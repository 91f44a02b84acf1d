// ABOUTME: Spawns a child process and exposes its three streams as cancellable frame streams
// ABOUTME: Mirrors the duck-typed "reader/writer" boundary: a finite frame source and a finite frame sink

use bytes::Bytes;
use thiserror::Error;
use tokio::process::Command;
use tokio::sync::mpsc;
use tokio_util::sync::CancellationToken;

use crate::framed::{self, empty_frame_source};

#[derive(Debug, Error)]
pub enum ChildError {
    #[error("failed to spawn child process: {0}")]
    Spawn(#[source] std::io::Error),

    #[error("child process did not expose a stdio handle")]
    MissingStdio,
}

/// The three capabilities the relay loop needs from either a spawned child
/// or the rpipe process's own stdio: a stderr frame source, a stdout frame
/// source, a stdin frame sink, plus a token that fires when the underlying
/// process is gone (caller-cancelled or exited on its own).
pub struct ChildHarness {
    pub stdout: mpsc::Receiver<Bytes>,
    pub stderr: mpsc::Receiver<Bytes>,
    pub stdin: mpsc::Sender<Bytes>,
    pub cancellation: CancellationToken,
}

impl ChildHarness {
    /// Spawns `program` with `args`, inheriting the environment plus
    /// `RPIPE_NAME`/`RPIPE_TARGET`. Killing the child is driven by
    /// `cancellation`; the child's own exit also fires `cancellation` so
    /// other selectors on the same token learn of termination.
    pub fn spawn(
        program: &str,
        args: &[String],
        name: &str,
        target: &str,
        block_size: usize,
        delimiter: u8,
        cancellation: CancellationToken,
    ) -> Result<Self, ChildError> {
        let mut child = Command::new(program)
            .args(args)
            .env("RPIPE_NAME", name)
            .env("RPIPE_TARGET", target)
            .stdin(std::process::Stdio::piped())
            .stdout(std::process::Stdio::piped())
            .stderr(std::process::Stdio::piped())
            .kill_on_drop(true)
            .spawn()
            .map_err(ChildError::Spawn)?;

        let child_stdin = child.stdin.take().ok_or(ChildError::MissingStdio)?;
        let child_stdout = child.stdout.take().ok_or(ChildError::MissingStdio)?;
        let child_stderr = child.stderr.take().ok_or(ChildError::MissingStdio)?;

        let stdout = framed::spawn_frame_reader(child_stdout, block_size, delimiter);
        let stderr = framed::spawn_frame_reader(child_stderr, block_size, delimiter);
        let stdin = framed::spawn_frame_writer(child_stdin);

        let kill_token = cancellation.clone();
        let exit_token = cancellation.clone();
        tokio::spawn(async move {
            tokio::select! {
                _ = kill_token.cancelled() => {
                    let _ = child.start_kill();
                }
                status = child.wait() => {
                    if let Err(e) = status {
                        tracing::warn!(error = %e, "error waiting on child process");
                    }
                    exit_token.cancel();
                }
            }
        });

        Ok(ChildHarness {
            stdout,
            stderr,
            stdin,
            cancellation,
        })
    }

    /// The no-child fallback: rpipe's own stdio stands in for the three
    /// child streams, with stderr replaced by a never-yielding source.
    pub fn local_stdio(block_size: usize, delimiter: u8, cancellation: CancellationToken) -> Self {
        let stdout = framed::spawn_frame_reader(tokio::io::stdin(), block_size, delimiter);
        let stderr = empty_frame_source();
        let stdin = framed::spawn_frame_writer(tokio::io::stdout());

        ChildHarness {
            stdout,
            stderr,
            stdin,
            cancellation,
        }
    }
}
..........
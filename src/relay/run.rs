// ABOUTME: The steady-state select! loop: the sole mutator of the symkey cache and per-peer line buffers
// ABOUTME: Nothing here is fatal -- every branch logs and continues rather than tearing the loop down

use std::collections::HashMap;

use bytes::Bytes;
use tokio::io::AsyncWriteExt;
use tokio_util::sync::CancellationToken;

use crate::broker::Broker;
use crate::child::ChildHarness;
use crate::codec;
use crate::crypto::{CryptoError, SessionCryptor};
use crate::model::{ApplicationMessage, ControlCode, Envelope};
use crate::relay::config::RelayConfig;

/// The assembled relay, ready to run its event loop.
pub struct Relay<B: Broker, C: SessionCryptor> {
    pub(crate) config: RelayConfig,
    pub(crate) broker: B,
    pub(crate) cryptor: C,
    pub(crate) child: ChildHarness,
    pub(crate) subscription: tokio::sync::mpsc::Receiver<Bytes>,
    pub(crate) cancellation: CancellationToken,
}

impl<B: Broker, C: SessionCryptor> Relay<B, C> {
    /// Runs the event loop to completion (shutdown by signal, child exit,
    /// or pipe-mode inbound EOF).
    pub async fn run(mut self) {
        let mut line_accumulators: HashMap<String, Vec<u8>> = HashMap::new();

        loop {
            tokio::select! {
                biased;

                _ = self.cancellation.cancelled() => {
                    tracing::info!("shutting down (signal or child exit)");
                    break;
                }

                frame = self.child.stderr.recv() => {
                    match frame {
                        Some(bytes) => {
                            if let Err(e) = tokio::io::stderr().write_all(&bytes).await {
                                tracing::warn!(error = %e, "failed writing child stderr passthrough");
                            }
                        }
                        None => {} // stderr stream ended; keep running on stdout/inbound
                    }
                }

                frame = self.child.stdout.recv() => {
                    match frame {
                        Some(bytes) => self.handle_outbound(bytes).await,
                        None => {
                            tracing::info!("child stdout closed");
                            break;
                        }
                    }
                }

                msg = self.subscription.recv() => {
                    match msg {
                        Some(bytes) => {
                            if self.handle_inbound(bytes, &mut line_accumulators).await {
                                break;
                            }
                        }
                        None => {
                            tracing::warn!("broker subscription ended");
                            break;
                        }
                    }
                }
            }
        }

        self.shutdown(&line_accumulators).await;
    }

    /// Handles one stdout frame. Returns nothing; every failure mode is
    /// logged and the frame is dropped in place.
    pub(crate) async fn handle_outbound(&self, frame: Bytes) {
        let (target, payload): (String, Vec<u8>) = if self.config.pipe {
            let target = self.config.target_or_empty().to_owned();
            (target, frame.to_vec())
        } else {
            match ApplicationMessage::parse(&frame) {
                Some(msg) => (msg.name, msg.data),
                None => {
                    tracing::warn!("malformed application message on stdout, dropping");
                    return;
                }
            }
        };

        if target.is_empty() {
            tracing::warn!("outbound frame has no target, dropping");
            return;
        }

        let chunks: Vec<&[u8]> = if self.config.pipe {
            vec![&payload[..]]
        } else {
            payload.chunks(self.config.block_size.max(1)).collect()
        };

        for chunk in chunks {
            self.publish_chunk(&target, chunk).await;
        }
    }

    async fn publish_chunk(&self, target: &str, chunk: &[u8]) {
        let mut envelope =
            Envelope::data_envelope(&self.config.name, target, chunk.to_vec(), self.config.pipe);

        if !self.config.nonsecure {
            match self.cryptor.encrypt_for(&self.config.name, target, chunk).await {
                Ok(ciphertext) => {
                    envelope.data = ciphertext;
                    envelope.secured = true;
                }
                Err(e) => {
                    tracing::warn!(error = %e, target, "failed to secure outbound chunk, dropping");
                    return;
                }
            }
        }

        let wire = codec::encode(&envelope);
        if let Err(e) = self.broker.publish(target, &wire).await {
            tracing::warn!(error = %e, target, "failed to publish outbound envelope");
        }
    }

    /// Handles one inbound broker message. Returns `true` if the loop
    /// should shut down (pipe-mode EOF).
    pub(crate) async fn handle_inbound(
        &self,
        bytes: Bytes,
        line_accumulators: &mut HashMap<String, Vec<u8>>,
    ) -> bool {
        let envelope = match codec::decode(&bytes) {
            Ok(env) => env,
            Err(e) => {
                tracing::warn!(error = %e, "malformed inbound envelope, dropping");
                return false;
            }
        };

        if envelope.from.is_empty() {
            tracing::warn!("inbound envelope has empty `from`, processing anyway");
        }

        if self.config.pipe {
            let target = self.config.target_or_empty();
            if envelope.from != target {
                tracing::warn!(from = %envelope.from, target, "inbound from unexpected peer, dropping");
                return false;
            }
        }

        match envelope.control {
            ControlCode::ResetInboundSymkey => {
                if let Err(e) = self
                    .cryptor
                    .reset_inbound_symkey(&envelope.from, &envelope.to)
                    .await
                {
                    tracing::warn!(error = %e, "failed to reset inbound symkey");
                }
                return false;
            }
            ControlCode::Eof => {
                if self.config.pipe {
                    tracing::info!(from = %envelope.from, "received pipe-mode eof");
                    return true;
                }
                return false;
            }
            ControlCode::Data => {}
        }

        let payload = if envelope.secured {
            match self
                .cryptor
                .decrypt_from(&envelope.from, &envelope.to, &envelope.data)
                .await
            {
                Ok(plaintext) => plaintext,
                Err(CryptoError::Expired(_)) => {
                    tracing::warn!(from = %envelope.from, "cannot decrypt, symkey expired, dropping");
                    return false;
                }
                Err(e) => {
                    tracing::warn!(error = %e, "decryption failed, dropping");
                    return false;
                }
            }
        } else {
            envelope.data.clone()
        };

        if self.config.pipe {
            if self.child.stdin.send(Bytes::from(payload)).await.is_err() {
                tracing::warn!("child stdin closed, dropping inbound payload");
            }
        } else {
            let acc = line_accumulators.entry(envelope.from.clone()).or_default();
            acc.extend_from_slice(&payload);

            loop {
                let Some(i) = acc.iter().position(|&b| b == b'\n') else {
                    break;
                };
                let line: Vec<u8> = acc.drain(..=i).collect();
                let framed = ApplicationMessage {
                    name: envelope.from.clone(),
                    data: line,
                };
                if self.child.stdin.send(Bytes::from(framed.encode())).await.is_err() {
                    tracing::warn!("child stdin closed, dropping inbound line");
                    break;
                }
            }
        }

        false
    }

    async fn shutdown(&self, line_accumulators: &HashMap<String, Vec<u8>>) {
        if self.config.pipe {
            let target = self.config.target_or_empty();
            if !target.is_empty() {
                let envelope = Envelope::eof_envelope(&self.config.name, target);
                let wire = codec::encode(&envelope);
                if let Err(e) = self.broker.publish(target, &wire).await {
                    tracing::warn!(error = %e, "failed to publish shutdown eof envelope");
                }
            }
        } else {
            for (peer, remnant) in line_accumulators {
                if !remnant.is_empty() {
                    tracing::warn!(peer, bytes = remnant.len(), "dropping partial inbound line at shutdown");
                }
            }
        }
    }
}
..........
# Description of the task:
What are the lines above that hold the string "recv"? Copy them.

# Result of the exercise:
                frame = self.child.stderr.recv() => {
                frame = self.child.stdout.recv() => {
                msg = self.subscription.recv() => {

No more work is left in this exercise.